Extracted records:

*** Block opens ***

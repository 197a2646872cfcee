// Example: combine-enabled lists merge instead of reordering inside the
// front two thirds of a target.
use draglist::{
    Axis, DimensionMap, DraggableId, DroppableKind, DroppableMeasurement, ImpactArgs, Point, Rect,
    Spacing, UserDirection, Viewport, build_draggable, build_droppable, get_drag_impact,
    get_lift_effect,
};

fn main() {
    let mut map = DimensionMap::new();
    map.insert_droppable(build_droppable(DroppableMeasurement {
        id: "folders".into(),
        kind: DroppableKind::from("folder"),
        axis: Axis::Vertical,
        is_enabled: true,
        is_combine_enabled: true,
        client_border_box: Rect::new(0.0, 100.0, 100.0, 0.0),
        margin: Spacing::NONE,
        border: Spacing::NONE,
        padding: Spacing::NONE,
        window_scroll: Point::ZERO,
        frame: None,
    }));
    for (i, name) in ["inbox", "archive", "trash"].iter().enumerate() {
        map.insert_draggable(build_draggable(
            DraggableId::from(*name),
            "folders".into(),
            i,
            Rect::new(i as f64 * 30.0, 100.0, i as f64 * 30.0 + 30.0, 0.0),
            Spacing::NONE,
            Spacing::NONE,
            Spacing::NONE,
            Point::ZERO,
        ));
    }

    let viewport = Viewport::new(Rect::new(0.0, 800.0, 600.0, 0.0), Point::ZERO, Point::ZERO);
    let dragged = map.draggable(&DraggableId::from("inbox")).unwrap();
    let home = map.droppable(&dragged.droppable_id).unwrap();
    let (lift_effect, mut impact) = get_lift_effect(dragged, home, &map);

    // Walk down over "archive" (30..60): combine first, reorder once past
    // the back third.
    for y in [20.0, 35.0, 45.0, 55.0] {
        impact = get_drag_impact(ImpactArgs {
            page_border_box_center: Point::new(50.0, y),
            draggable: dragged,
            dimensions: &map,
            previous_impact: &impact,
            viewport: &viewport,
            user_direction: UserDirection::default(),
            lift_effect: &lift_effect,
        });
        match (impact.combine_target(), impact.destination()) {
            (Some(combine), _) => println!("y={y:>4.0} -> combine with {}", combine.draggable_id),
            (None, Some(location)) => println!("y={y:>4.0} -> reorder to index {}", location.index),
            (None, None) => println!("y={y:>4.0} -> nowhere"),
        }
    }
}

*** Block closes ***
*** Block opens ***

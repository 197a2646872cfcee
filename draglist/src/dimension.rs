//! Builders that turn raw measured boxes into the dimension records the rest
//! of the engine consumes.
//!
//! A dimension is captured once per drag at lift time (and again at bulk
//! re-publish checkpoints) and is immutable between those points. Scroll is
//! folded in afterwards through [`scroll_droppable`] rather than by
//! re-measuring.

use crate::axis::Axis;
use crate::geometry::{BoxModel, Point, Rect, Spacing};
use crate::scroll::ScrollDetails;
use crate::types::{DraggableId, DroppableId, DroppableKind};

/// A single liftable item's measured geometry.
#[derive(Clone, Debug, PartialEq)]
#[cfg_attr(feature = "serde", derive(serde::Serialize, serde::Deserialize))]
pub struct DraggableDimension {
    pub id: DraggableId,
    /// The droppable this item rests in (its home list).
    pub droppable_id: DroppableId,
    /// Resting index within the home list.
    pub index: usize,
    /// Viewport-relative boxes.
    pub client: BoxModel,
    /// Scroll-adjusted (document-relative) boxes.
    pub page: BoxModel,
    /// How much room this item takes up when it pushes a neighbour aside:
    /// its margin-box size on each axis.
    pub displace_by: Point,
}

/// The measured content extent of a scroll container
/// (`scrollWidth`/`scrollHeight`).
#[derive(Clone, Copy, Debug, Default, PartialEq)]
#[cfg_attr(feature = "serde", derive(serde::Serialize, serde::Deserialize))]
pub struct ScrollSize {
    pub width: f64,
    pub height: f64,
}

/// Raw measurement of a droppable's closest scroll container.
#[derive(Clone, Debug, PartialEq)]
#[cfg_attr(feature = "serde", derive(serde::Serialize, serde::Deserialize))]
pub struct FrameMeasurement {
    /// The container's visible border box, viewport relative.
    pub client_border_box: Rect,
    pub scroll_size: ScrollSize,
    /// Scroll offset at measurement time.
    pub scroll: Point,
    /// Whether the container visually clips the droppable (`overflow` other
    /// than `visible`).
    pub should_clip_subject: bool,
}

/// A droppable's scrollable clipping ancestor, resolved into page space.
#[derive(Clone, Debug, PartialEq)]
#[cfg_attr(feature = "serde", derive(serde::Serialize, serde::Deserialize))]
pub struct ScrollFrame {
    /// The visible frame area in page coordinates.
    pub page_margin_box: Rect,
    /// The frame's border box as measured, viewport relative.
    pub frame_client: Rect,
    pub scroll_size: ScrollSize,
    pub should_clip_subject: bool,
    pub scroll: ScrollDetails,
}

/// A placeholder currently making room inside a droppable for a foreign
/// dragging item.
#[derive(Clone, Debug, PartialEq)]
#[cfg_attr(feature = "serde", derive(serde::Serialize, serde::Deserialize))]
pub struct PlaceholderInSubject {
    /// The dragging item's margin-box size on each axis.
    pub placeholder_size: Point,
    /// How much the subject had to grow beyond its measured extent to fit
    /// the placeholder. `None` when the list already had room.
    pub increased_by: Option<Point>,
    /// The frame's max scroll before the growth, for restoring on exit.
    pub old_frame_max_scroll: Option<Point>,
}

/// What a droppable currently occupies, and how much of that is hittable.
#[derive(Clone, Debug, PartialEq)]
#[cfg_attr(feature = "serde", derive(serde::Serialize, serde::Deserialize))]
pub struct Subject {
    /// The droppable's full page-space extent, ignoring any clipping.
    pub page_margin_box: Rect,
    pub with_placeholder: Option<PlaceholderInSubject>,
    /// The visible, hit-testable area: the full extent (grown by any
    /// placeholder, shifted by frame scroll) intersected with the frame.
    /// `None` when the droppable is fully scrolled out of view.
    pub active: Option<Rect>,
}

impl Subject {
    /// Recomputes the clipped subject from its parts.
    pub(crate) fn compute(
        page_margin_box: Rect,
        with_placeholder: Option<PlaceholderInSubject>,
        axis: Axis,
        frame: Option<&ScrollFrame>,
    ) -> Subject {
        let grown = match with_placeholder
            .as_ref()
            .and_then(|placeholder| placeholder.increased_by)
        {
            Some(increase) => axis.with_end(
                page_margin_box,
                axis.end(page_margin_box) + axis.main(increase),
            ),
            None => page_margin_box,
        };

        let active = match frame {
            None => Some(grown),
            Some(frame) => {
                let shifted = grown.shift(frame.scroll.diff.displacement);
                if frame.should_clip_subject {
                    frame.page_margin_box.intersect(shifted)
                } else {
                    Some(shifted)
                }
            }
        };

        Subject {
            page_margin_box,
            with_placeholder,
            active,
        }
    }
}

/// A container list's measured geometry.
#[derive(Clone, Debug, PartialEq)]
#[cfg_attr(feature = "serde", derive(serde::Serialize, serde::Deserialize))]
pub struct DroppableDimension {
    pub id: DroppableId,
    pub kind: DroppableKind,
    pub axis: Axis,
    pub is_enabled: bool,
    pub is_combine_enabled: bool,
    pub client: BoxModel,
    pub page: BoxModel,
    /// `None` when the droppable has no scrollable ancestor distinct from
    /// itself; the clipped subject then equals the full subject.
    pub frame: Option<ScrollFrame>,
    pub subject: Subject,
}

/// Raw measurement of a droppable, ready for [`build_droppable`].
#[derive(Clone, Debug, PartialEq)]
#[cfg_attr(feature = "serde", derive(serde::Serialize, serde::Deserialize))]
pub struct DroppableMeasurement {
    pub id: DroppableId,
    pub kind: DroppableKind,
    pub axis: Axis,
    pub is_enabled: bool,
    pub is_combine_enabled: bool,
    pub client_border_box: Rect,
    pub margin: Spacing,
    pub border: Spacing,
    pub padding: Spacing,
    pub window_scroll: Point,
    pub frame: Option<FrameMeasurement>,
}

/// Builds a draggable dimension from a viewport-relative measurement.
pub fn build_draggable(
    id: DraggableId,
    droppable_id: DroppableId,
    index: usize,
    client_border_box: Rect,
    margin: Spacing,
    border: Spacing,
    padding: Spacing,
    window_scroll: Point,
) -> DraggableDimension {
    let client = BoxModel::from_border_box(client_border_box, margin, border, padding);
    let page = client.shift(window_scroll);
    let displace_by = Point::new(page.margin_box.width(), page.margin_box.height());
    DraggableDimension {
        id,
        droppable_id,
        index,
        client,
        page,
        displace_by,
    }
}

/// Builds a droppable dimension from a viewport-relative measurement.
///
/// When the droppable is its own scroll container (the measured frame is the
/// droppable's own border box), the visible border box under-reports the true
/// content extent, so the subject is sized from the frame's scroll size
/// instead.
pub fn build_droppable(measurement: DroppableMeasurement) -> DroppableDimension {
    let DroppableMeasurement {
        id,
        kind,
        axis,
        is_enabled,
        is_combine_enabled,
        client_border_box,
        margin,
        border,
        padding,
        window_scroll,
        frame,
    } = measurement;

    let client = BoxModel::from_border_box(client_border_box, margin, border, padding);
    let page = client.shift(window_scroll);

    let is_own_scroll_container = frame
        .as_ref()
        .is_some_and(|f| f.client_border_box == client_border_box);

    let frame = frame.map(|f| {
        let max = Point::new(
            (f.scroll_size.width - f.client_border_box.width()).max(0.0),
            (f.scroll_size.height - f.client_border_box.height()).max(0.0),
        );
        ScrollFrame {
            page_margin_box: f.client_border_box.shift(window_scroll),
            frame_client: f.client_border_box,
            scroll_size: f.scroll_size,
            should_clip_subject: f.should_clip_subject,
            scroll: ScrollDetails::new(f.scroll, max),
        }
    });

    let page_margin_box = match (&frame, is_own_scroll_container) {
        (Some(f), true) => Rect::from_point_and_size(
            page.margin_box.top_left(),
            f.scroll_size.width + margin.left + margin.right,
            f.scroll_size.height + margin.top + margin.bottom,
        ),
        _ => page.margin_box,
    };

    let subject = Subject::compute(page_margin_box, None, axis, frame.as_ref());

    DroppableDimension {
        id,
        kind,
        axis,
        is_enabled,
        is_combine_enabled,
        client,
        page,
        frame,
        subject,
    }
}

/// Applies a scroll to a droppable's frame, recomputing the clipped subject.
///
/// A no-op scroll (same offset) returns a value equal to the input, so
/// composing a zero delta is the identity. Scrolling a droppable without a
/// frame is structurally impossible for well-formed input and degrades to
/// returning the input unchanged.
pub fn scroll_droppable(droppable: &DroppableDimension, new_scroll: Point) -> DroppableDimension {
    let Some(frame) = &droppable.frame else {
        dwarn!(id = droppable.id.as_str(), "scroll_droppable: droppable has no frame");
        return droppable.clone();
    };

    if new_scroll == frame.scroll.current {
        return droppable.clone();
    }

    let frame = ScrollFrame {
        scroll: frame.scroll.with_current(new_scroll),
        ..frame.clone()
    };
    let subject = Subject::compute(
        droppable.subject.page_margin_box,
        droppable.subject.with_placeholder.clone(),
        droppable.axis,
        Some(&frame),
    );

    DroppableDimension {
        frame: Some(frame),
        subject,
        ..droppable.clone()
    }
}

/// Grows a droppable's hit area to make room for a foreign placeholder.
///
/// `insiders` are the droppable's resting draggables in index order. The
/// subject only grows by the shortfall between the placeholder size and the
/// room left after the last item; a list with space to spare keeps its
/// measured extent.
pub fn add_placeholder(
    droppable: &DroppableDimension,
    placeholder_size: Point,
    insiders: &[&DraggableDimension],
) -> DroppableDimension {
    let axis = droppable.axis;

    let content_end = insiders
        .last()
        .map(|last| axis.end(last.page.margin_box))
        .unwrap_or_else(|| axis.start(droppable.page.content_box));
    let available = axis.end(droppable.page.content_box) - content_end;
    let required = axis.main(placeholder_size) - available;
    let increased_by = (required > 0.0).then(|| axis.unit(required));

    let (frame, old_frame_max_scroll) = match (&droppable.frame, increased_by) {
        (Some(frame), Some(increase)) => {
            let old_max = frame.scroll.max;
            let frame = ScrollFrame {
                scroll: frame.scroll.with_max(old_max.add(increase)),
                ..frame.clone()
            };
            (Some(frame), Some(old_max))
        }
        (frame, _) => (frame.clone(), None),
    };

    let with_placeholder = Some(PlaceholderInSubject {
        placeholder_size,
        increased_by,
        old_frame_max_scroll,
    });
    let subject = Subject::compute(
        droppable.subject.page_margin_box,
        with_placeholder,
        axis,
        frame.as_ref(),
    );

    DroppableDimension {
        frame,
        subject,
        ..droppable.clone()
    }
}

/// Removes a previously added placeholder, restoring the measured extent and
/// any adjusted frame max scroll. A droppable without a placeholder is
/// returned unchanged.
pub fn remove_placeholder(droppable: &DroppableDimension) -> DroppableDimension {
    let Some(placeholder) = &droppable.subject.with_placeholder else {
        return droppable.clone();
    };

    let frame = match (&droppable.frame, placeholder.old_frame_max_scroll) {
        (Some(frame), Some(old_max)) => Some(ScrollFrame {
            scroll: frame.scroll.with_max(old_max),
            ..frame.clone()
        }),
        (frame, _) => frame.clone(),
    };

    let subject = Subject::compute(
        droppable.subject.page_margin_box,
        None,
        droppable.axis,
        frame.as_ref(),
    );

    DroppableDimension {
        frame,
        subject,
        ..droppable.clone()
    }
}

*** Block closes ***

** TASK TO COMPLETE **
The answer consists of the lines above that include the word "required", each copied exactly.

** SOLUTION FOR THIS EXERCISE **
    let required = axis.main(placeholder_size) - available;
    let increased_by = (required > 0.0).then(|| axis.unit(required));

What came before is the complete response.